Most other candidates polled in the single digits or didn't register at all. Unlike most public polls, respondents were asked an open-ended question about which candidate they preferred, and were not read a full list of the roughly two-dozen Democrats running for the nomination.
But that doesn't mean Biden's big lead is solely a function of name recognition. In head-to-head matchups between the top two vote-getters, Biden’s lead grew to 55 points over Sanders in South Carolina and 44 points in New Hampshire — a state that the neighboring Vermont senator won in his insurgent 2016 bid against Hillary Clinton.
The surveys also showed that Biden’s name ID of nearly 100 percent among likely voters in both states was nearly as high as that of the other candidates, who were recognized by at 8 in 10 voters or more. Biden, however, was better-liked by voters in both state polls.
Taken together, the results could indicate that Biden might have more staying power in the Democratic primary, even though the race is in its early stages.“What this shows is Joe Biden has a lot more strength behind his candidacy than just name ID because voters know who the other candidates are, too,” said Ryan Tyson, a Florida-based pollster who typically surveys for Republicans and conducted the poll on behalf of a nonprofit business group called Let’s Preserve the American Dream.
“Biden’s current lead in these surveys is not just because there are so many people in the race,” Tyson said. “He’s not just winning in the open-ballot test with a crowded field of candidates.
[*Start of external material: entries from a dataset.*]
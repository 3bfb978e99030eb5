use pressturn_core::{
    Affinity, AffinityTable, BattleEngine, BattleEvent, CommandError, Element, LEADER_SLOT,
    MatchEnd, MatchResult, Side, Skill, SkillCategory, SkillRejection, Stats, Team, TargetMode,
    TurnBudget, TurnConsumption, Unit, UnitAction, UnitId, UnitRef,
};

fn leader(name: &str, hp: u32, speed: u32) -> Unit {
    Unit::leader(name, hp, 50, Stats::new(10, 10, 10, speed, 10))
}

fn creature(name: &str, hp: u32, speed: u32) -> Unit {
    Unit::creature(name, hp, 20, Stats::new(10, 10, 10, speed, 10))
}

fn team(player: &str, leader: Unit, creatures: Vec<Unit>) -> Team {
    Team::new(player, leader, creatures).expect("valid team")
}

fn start(first: Team, second: Team) -> BattleEngine {
    let mut engine = BattleEngine::default();
    engine.initialize(first, second);
    engine
}

fn ally(unit: UnitId) -> UnitRef {
    UnitRef::new(Side::First, unit)
}

fn foe(unit: UnitId) -> UnitRef {
    UnitRef::new(Side::Second, unit)
}

fn hp_of(engine: &BattleEngine, unit: UnitRef) -> u32 {
    engine.field().unwrap().unit(unit).hp().current
}

#[test]
fn ten_strength_attack_leaves_fifteen_hp_target_at_nine() {
    let first = team("J1", leader("Flynn", 100, 10), Vec::new());
    let second = team("J2", leader("Walter", 15, 5), vec![creature("Slime", 20, 3)]);
    let mut engine = start(first, second);

    let outcome = engine.attack(UnitId::LEADER, foe(UnitId::LEADER)).unwrap();

    assert_eq!(outcome.damage_dealt, 6);
    assert_eq!(outcome.affinity, Some(Affinity::Neutral));
    assert_eq!(hp_of(&engine, foe(UnitId::LEADER)), 9);
    assert!(outcome.lines().any(|line| line == "Walter ends with HP:9/15"));

    // One full turn spent: initiative moves to J2 with one turn per living board unit.
    assert_eq!(engine.active_side(), Side::Second);
    assert_eq!(engine.turns(), TurnBudget::new(2, 0));
    assert_eq!(
        outcome.log.last(),
        Some(&BattleEvent::InitiativePassed {
            player: "J2".into()
        })
    );
}

#[test]
fn null_hit_deals_nothing_and_costs_two_full_turns() {
    let first = team(
        "J1",
        leader("Flynn", 100, 10),
        vec![creature("Pixie", 20, 5), creature("Jack", 20, 4)],
    );
    let walter = leader("Walter", 40, 5)
        .with_affinities(AffinityTable::new().with(Element::Phys, Affinity::Null));
    let mut engine = start(first, team("J2", walter, Vec::new()));

    let outcome = engine.attack(UnitId::LEADER, foe(UnitId::LEADER)).unwrap();

    assert_eq!(outcome.damage_dealt, 0);
    assert_eq!(outcome.affinity, Some(Affinity::Null));
    assert_eq!(outcome.turns, TurnConsumption::new(2, 0, 0));
    assert_eq!(hp_of(&engine, foe(UnitId::LEADER)), 40);
    assert_eq!(engine.turns(), TurnBudget::new(1, 0));
    assert_eq!(engine.active_side(), Side::First);
}

#[test]
fn repel_hurts_attacker_and_ends_initiative() {
    let first = team(
        "J1",
        leader("Flynn", 100, 10),
        vec![creature("Pixie", 20, 5), creature("Jack", 20, 4)],
    );
    let walter = leader("Walter", 40, 5)
        .with_affinities(AffinityTable::new().with(Element::Phys, Affinity::Repel));
    let mut engine = start(first, team("J2", walter, Vec::new()));

    let outcome = engine.attack(UnitId::LEADER, foe(UnitId::LEADER)).unwrap();

    assert_eq!(outcome.turns, TurnConsumption::new(3, 0, 0));
    assert_eq!(hp_of(&engine, ally(UnitId::LEADER)), 94);
    assert_eq!(hp_of(&engine, foe(UnitId::LEADER)), 40);
    assert_eq!(engine.active_side(), Side::Second);
}

#[test]
fn drain_heals_target_and_ends_initiative() {
    let first = team("J1", leader("Flynn", 100, 10), vec![creature("Pixie", 20, 5)]);
    let mut walter = leader("Walter", 15, 5)
        .with_affinities(AffinityTable::new().with(Element::Phys, Affinity::Drain));
    walter.take_damage(10);
    let mut engine = start(first, team("J2", walter, Vec::new()));

    let outcome = engine.attack(UnitId::LEADER, foe(UnitId::LEADER)).unwrap();

    assert_eq!(outcome.damage_dealt, 0);
    assert_eq!(hp_of(&engine, foe(UnitId::LEADER)), 11);
    assert_eq!(outcome.turns, TurnConsumption::new(2, 0, 0));
    assert_eq!(engine.active_side(), Side::Second);
}

#[test]
fn exploiting_weakness_stretches_initiative_without_growing_total() {
    let first = team(
        "J1",
        leader("Flynn", 100, 10),
        vec![creature("Pixie", 20, 5), creature("Jack", 20, 4)],
    );
    let walter = leader("Walter", 200, 5)
        .with_affinities(AffinityTable::new().with(Element::Phys, Affinity::Weak));
    let mut engine = start(first, team("J2", walter, Vec::new()));

    let mut previous = engine.turns().total();
    let mut actions = 0;
    while engine.active_side() == Side::First {
        let actor = engine.current_actor().unwrap();
        engine.attack(actor.unit, foe(UnitId::LEADER)).unwrap();
        actions += 1;
        if engine.active_side() == Side::First {
            let total = engine.turns().total();
            assert!(total <= previous, "turn total grew from {previous} to {total}");
            previous = total;
        }
    }

    // Three full turns become three blinking turns, then each blinking turn is spent.
    assert_eq!(actions, 6);
    // floor(6.156 × 1.5) = 9 per hit.
    assert_eq!(hp_of(&engine, foe(UnitId::LEADER)), 200 - 6 * 9);
}

#[test]
fn pass_trades_full_turn_for_blinking_turn() {
    let first = team("J1", leader("Flynn", 100, 10), vec![creature("Pixie", 20, 5)]);
    let mut engine = start(first, team("J2", leader("Walter", 40, 5), Vec::new()));

    let outcome = engine.pass().unwrap();

    assert_eq!(outcome.turns, TurnConsumption::new(1, 0, 1));
    assert_eq!(engine.turns(), TurnBudget::new(1, 1));
    assert_eq!(engine.current_actor(), Some(ally(UnitId(1))));

    engine.pass().unwrap();
    assert_eq!(engine.turns(), TurnBudget::new(1, 0));
}

#[test]
fn recarm_revives_fallen_creature_at_half_hp() {
    let flynn = leader("Flynn", 100, 10).with_skills(["Recarm"]);
    let mut pixie = creature("Pixie", 21, 6);
    pixie.knock_out();
    let first = team("J1", flynn, vec![pixie, creature("Jack", 20, 5)]);
    let mut engine = start(first, team("J2", leader("Walter", 40, 5), Vec::new()));

    assert_eq!(engine.fallen_allies(), vec![ally(UnitId(1))]);
    assert_eq!(engine.turns(), TurnBudget::new(2, 0));

    let recarm = Skill::new("Recarm", SkillCategory::Heal)
        .with_cost(8)
        .with_target(TargetMode::Ally);
    engine
        .use_skill(UnitId::LEADER, ally(UnitId(1)), &recarm, None)
        .unwrap();

    let field = engine.field().unwrap();
    assert_eq!(field.unit(ally(UnitId(1))).hp().current, 10);
    assert_eq!(field.unit(ally(UnitId::LEADER)).mp().current, 42);
    assert_eq!(field.team(Side::First).skill_uses(), 1);
    assert_eq!(engine.turns(), TurnBudget::new(1, 0));
    assert_eq!(engine.action_order(), &[UnitId(2), UnitId::LEADER, UnitId(1)]);
}

#[test]
fn revival_on_living_target_is_rejected_without_cost() {
    let flynn = leader("Flynn", 100, 10).with_skills(["Samarecarm"]);
    let first = team("J1", flynn, vec![creature("Pixie", 20, 5)]);
    let mut engine = start(first, team("J2", leader("Walter", 40, 5), Vec::new()));
    let before = engine.field().cloned();

    let samarecarm = Skill::new("Samarecarm", SkillCategory::Heal).with_cost(20);
    let err = engine
        .use_skill(UnitId::LEADER, ally(UnitId(1)), &samarecarm, None)
        .unwrap_err();

    assert!(matches!(
        err,
        CommandError::Skill(SkillRejection::TargetAlive { .. })
    ));
    assert_eq!(engine.field().cloned(), before);
    assert_eq!(engine.turns(), TurnBudget::new(2, 0));
}

#[test]
fn fallen_leader_keeps_its_slot_while_creatures_fight_on() {
    let first = team("J1", leader("Flynn", 100, 10), Vec::new());
    let second = team("J2", leader("Walter", 5, 5), vec![creature("Slime", 30, 3)]);
    let mut engine = start(first, second);

    let outcome = engine.attack(UnitId::LEADER, foe(UnitId::LEADER)).unwrap();

    assert!(outcome.finished.is_none());
    assert!(!engine.is_finished());
    let walter_team = engine.field().unwrap().team(Side::Second);
    assert_eq!(walter_team.occupant(LEADER_SLOT), Some(UnitId::LEADER));
    assert!(!walter_team.leader().is_alive());

    assert_eq!(engine.active_side(), Side::Second);
    assert_eq!(engine.turns(), TurnBudget::new(1, 0));
    assert_eq!(engine.action_order(), &[UnitId(1)]);
}

#[test]
fn light_skill_kills_resisting_creature_with_enough_luck() {
    let flynn = leader("Flynn", 100, 10).with_skills(["Hama"]);
    let angel = Unit::creature("Angel", 30, 20, Stats::new(10, 10, 10, 5, 7))
        .with_affinities(AffinityTable::new().with(Element::Light, Affinity::Resist));
    let second = team("J2", leader("Walter", 40, 5), vec![angel]);
    let mut engine = start(team("J1", flynn, Vec::new()), second);

    let hama = Skill::new("Hama", SkillCategory::Element(Element::Light))
        .with_cost(5)
        .with_power(5);
    let outcome = engine
        .use_skill(UnitId::LEADER, foe(UnitId(1)), &hama, None)
        .unwrap();

    assert_eq!(outcome.affinity, Some(Affinity::Resist));
    assert_eq!(outcome.turns, TurnConsumption::new(1, 0, 0));
    let walter_team = engine.field().unwrap().team(Side::Second);
    assert!(!walter_team.unit(UnitId(1)).unwrap().is_alive());
    assert_eq!(walter_team.occupant(1), None);
    assert_eq!(walter_team.reserve(), &[UnitId(1)]);
}

#[test]
fn light_skill_misses_when_luck_falls_short() {
    let flynn = leader("Flynn", 100, 10).with_skills(["Hama"]);
    let angel = Unit::creature("Angel", 30, 20, Stats::new(10, 10, 10, 5, 8))
        .with_affinities(AffinityTable::new().with(Element::Light, Affinity::Resist));
    let second = team("J2", leader("Walter", 40, 5), vec![angel]);
    let first = team("J1", flynn, vec![creature("Pixie", 20, 5)]);
    let mut engine = start(first, second);

    let hama = Skill::new("Hama", SkillCategory::Element(Element::Light)).with_power(5);
    let outcome = engine
        .use_skill(UnitId::LEADER, foe(UnitId(1)), &hama, None)
        .unwrap();

    assert_eq!(hp_of(&engine, foe(UnitId(1))), 30);
    assert!(outcome.log.contains(&BattleEvent::Missed {
        attacker: "Flynn".into()
    }));
    assert_eq!(engine.turns(), TurnBudget::new(1, 0));
}

#[test]
fn wiping_out_the_board_wins_the_match() {
    let first = team("J1", leader("Flynn", 100, 10), Vec::new());
    let mut engine = start(first, team("J2", leader("Walter", 5, 5), Vec::new()));

    let outcome = engine.attack(UnitId::LEADER, foe(UnitId::LEADER)).unwrap();

    let expected = MatchResult {
        winner: Side::First,
        player: "J1".into(),
        reason: MatchEnd::Defeat,
    };
    assert_eq!(outcome.finished, Some(expected));
    assert_eq!(
        outcome.log.last(),
        Some(&BattleEvent::Winner {
            player: "J1".into()
        })
    );
    assert_eq!(engine.winner(), Some("J1"));
    assert_eq!(engine.current_actor(), None);
}

#[test]
fn surrender_hands_the_match_to_the_opponent() {
    let first = team("J1", leader("Flynn", 100, 10), Vec::new());
    let mut engine = start(first, team("J2", leader("Walter", 40, 5), Vec::new()));

    let outcome = engine.surrender(Side::First).unwrap();

    assert_eq!(outcome.finished.map(|result| result.reason), Some(MatchEnd::Surrender));
    assert_eq!(engine.winner(), Some("J2"));
    assert!(engine.is_finished());
    assert_eq!(engine.pass(), Err(CommandError::MatchFinished));
}

#[test]
fn invalid_commands_leave_the_battle_untouched() {
    let flynn = leader("Flynn", 100, 10).with_skills(["Agi"]);
    let first = team("J1", flynn, vec![creature("Pixie", 20, 12)]);
    let mut engine = start(first, team("J2", leader("Walter", 40, 5), Vec::new()));
    let before = engine.field().cloned();

    // Pixie is faster, so she heads the order.
    assert_eq!(engine.current_actor(), Some(ally(UnitId(1))));
    assert!(matches!(
        engine.attack(UnitId::LEADER, foe(UnitId::LEADER)),
        Err(CommandError::ActorNotCurrent { .. })
    ));
    assert!(matches!(
        engine.shoot(UnitId(1), foe(UnitId::LEADER)),
        Err(CommandError::ActionNotAllowed {
            action: UnitAction::Shoot,
            ..
        })
    ));
    assert!(matches!(
        engine.attack(UnitId(1), ally(UnitId::LEADER)),
        Err(CommandError::WrongSide { .. })
    ));
    let agi = Skill::new("Agi", SkillCategory::Element(Element::Fire)).with_cost(3);
    assert!(matches!(
        engine.use_skill(UnitId(1), foe(UnitId::LEADER), &agi, None),
        Err(CommandError::SkillNotKnown { .. })
    ));

    assert_eq!(engine.field().cloned(), before);
    assert_eq!(engine.turns(), TurnBudget::new(2, 0));
    assert_eq!(engine.action_order(), &[UnitId(1), UnitId::LEADER]);
}

#[test]
fn skill_costing_more_than_current_mp_is_rejected() {
    let flynn = Unit::leader("Flynn", 100, 4, Stats::new(10, 10, 10, 10, 10)).with_skills(["Agi"]);
    let mut engine = start(
        team("J1", flynn, Vec::new()),
        team("J2", leader("Walter", 40, 5), Vec::new()),
    );

    let agi = Skill::new("Agi", SkillCategory::Element(Element::Fire))
        .with_cost(5)
        .with_power(10);
    assert_eq!(
        engine.use_skill(UnitId::LEADER, foe(UnitId::LEADER), &agi, None),
        Err(CommandError::InsufficientMp {
            unit: "Flynn".into(),
            needed: 5,
            available: 4,
        })
    );
}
He’s crushing the others in the head-to-heads.”
In the New Hampshire head-to-head matchups, Biden’s 66 percent to 22 percent lead over Sanders was larger than his 58 percent to 29 percent advantage over Elizabeth Warren, who represents neighboring Massachusetts as a senator.Biden led Pete Buttigieg, mayor of South Bend, Indiana, 63 percent to 21 percent.In the South Carolina head-to-heads, Biden leads all three of his main rivals by 52 points or more: 70 percent to 15 percent lead over Sanders, 71 percent to 10 percent advantage over Buttigieg and 67 percent to 15 percent over Warren.
The results of Tel Opinion polls resemble other surveys in the two primary states, but the polling method differs in some cases. Tel Opinion had larger samples than many — 600 in South Carolina and New Hampshire each, with a margin of error of plus or minus 4 percentage points — and respondents were randomly called off a list of voters who had cast ballots in one of three previous primaries in each state. They were then asked if they said they were likely to vote in next year's primary.
The New Hampshire poll was conducted May 20-22, and the South Carolina poll was conducted May 22-24.
In the open-ended ballot test in South Carolina, Biden received 37 percent support to Sanders’ 10 percent, followed by Warren (8 percent), California Sen. Kamala Harris (7 percent), Buttigieg (3 percent) and New Jersey Sen. Cory Booker (2 percent), with 32 percent unsure. In New Hampshire, Biden led the field with 33 percent support, to Sanders’ 12 percent and Warren’s 11 percent, followed by Buttigieg (7 percent) and Harris (7 percent) with 28 percent unsure.
These are the first early state primary polls by Tel Opinion, which has polled extensively and successfully in Florida in recent years. Before polling South Carolina and New Hampshire, Tel Opinion surveyed Florida —which has a later primary, on March 17 — and found that Biden had a gargantuan lead in the nation’s largest swing state as well, pulling 39 percent of the vote in the crowded field with Sanders in a distant second at 16 percent.In all the polls, Biden leads the others in every category of voter: young, middle-aged, old, white, black, male, female, well-educated and less-educated.